YouTube Data API v3 was activated and a project was created in order to obtain an API key. This was done for **Public** information and there are certain restrictions that apply. *This is the reason why the channel IDs were also obtained for network analysis*.

### Define parameters for API

In [2]:
API_KEY = '!!!!yourAPIkey!!!!'

# Create a YouTube API client
youtube = build('youtube', 'v3', developerKey=API_KEY)

# Video ID for the video you're interested in
video_id = 'Et7l3Fjsjao'

## Extract comments and user data

For each comment, user name and user channelID is also extracted. The same is applied to comment replies.

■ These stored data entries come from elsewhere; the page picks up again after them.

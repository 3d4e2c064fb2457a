//! The service façade: envelope formatting, status mapping, decode hand-off.

use log::{debug, warn};
use overpass_core::{BoundingBox, Correlation, Response, Tag, node_query, way_query};
use url::Url;

use crate::error::ServiceError;
use crate::transport::{Transport, TransportRequest};

/// A client for one Overpass-style endpoint.
///
/// The transport is injected so the façade stays a pure mapping from query
/// text to [`Response`] or [`ServiceError`]; retries, timeouts, and
/// concurrency policy belong to the transport or the caller.
///
/// # Examples
///
/// ```no_run
/// use overpass_core::{BoundingBox, Tag};
/// use overpass_service::{HttpTransport, OverpassService};
/// use url::Url;
///
/// # async fn run() -> Result<(), Box<dyn std::error::Error>> {
/// let url = Url::parse("https://overpass-api.de/api/interpreter")?;
/// let service = OverpassService::new(url, HttpTransport::new()?);
///
/// let bbox = BoundingBox::new(51.25, -0.5, 51.75, 0.25);
/// let pubs = service
///     .query_points(&bbox, &[Tag::has_value("amenity", "pub")])
///     .await?;
/// println!("{} pubs found", pubs.nodes().len());
/// # Ok(())
/// # }
/// ```
#[derive(Debug)]
pub struct OverpassService<T> {
    base_url: Url,
    transport: T,
    correlation: Correlation,
}

impl<T: Transport> OverpassService<T> {
    /// Create a service for `base_url` with lenient correlation.
    pub fn new(base_url: Url, transport: T) -> Self {
        Self {
            base_url,
            transport,
            correlation: Correlation::default(),
        }
    }

    /// Select the correlation mode applied to decoded responses.
    #[must_use]
    pub fn with_correlation(mut self, correlation: Correlation) -> Self {
        self.correlation = correlation;
        self
    }

    /// Query point features inside `bbox` matching every tag filter.
    ///
    /// # Errors
    ///
    /// See [`ServiceError`].
    pub async fn query_points(
        &self,
        bbox: &BoundingBox,
        tags: &[Tag],
    ) -> Result<Response, ServiceError> {
        self.query(&node_query(bbox, tags)).await
    }

    /// Query line features inside `bbox` matching every tag filter.
    ///
    /// The built query also fetches the nodes each matched way references,
    /// so correlation can resolve them.
    ///
    /// # Errors
    ///
    /// See [`ServiceError`].
    pub async fn query_ways(
        &self,
        bbox: &BoundingBox,
        tags: &[Tag],
    ) -> Result<Response, ServiceError> {
        self.query(&way_query(bbox, tags)).await
    }

    /// Issue an already-built query and decode the response.
    ///
    /// # Errors
    ///
    /// Returns the mapped status error, a wrapped transport failure, or
    /// [`ServiceError::Unknown`] when the body fails to decode.
    pub async fn query(&self, query: &str) -> Result<Response, ServiceError> {
        let body = self.data(query).await?;
        Response::from_json(&body, self.correlation).map_err(|err| {
            warn!("discarding response decode failure: {err}");
            ServiceError::Unknown
        })
    }

    /// Issue an already-built query and return the untyped parsed body.
    ///
    /// This is the escape hatch for callers needing fields outside the
    /// modelled schema.
    ///
    /// # Errors
    ///
    /// Returns the mapped status error, a wrapped transport failure, or
    /// [`ServiceError::Unknown`] when the body is not JSON.
    pub async fn raw(&self, query: &str) -> Result<serde_json::Value, ServiceError> {
        let body = self.data(query).await?;
        serde_json::from_slice(&body).map_err(|err| {
            warn!("discarding raw parse failure: {err}");
            ServiceError::Unknown
        })
    }

    /// Send the wrapped query and map the transport outcome.
    async fn data(&self, query: &str) -> Result<Vec<u8>, ServiceError> {
        let request = TransportRequest::new(self.base_url.clone(), format_body(query));
        debug!("posting overpass query to {}", self.base_url);

        let response = self
            .transport
            .send(&request)
            .await
            .map_err(ServiceError::Client)?;

        match response.status {
            200 => Ok(response.body),
            400 => Err(ServiceError::Syntax(query.to_owned())),
            429 => Err(ServiceError::RateLimited),
            504 => Err(ServiceError::UpstreamOverload),
            status => {
                warn!("unexpected status {status} from overpass endpoint");
                Err(ServiceError::Unknown)
            }
        }
    }
}

/// Wrap a query in the protocol envelope.
///
/// A `;` separator is inserted only when the query does not already end
/// with one.
fn format_body(query: &str) -> String {
    if query.ends_with(';') {
        format!("[out:json];{query}out;")
    } else {
        format!("[out:json];{query};out;")
    }
}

Iteration over all pages was performed in order to extract most comments.
>Note that a maximum of 100 comments and their replies are extracted here by setting the parameter `maxResults = 100`.

In [26]:
# Extract comments:
next_page_token = None

# Prep data for dataframe:
comments = []

while True:
    # Fetch comments for video
    comments_response = youtube.commentThreads().list(
        part='snippet,replies', 
        videoId=video_id,
        maxResults=100,
        pageToken=next_page_token if next_page_token else ''
    ).execute()

    # Iterate over items to extract info:
    for comment_item in comments_response['items']:
        comment = comment_item['snippet']['topLevelComment']['snippet']
        comment_id = comment_item['id']
        user = comment['authorDisplayName']
        user_channel_id = comment['authorChannelId']['value'] if 'authorChannelId' in comment else 'not available'
        comment_text = comment['textOriginal']
        comments.append ({
            'comment_id' : comment_id,
            'user' : user,
            'comment_text' : comment_text,
            'user_channel_id' : user_channel_id

        })
        
        # Fetch replies if they exist
        replies = comment_item.get('replies', {}).get('comments', [])
        for reply in replies:
            reply_id = reply['id']
            reply_user = reply.get('authorDisplayName', 'Unknown')
            reply_user_channel_id = reply['snippet']['authorChannelId']['value'] if 'authorChannelId' in reply['snippet'] else 'Not available'
            reply_text = reply['textOriginal'] if 'textOriginal' in reply else 'Not text available' # Use 'textOriginal' for full reply text
            comments.append({
                'comment_id': reply_id,
                'user': reply_user,
                'comment_text': reply_text,
                'user_channel_id' : reply_user_channel_id
            })
            
    # Check if there are more pages of comments
    next_page_token = comments_response.get('nextPageToken')
    if not next_page_token:
        break

# Create dataframe:
df = pd.DataFrame(comments)

## Save in a csv file

In [35]:
df.to_csv('Et7l3Fjsjao_100_20230901.csv')

---
<div style="text-align: right"> <b>MODULE 1</b></div>
<div style="text-align: right"> <b>Date END:</b> 2023-09-01 </div>